WORK ORDER | Only the lines containing the string "enumerate" are needed; copy all of them from the listing.

SOURCE MATERIAL |

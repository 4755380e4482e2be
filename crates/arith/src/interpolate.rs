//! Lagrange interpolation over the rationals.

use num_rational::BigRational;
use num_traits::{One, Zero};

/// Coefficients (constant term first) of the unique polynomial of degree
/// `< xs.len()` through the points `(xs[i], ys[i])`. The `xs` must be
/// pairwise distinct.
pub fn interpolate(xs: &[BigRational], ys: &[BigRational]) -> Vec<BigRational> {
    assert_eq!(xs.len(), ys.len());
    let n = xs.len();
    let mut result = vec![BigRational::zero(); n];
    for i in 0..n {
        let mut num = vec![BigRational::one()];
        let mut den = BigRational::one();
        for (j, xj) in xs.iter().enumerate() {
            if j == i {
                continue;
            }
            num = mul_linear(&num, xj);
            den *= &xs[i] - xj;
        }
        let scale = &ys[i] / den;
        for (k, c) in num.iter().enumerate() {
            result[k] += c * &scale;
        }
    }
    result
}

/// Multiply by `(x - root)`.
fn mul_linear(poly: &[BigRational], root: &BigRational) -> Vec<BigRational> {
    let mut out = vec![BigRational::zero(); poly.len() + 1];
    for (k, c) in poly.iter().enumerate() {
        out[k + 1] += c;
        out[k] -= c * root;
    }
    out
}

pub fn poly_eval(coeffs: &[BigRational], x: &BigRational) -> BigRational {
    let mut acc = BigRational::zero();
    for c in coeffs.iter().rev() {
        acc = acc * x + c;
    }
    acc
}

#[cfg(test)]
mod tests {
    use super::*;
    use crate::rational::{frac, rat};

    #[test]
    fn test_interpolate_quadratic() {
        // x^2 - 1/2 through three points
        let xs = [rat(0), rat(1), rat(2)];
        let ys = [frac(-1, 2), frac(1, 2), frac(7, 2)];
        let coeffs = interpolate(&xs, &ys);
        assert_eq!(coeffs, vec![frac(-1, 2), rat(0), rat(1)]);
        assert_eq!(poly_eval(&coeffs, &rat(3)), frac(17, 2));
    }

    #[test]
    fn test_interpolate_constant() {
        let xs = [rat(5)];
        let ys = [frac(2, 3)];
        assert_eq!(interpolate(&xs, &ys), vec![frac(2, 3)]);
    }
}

==

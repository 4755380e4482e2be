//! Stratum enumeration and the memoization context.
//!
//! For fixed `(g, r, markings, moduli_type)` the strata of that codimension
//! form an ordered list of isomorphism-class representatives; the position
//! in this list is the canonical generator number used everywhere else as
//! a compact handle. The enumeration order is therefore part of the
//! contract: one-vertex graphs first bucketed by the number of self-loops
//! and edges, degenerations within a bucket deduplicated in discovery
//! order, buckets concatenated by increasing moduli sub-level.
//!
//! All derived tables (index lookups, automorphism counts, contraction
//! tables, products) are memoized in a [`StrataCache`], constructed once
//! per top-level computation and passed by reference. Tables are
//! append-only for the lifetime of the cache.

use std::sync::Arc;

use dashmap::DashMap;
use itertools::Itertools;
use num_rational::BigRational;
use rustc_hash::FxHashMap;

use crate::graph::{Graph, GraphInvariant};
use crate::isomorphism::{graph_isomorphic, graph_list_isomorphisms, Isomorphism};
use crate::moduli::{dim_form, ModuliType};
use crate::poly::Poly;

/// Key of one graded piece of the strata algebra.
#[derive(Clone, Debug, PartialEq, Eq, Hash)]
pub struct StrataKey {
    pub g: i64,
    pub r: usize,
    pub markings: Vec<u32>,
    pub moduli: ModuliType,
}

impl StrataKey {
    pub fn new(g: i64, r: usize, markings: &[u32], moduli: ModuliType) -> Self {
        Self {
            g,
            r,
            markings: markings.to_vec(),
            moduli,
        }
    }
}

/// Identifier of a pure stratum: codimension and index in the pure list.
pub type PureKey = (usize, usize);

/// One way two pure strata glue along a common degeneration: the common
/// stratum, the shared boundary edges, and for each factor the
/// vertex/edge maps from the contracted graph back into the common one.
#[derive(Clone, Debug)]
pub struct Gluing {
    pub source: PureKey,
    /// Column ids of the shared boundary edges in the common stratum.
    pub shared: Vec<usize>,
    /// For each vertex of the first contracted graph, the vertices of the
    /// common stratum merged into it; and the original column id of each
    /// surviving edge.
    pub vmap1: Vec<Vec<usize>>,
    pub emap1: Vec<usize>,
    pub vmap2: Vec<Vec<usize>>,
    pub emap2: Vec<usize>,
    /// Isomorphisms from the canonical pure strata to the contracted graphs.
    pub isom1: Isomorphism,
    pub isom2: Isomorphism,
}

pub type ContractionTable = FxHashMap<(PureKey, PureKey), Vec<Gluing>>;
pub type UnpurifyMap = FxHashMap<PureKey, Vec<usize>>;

THE ANSWER |
        for (j, xj) in xs.iter().enumerate() {
        for (k, c) in num.iter().enumerate() {
    for (k, c) in poly.iter().enumerate() {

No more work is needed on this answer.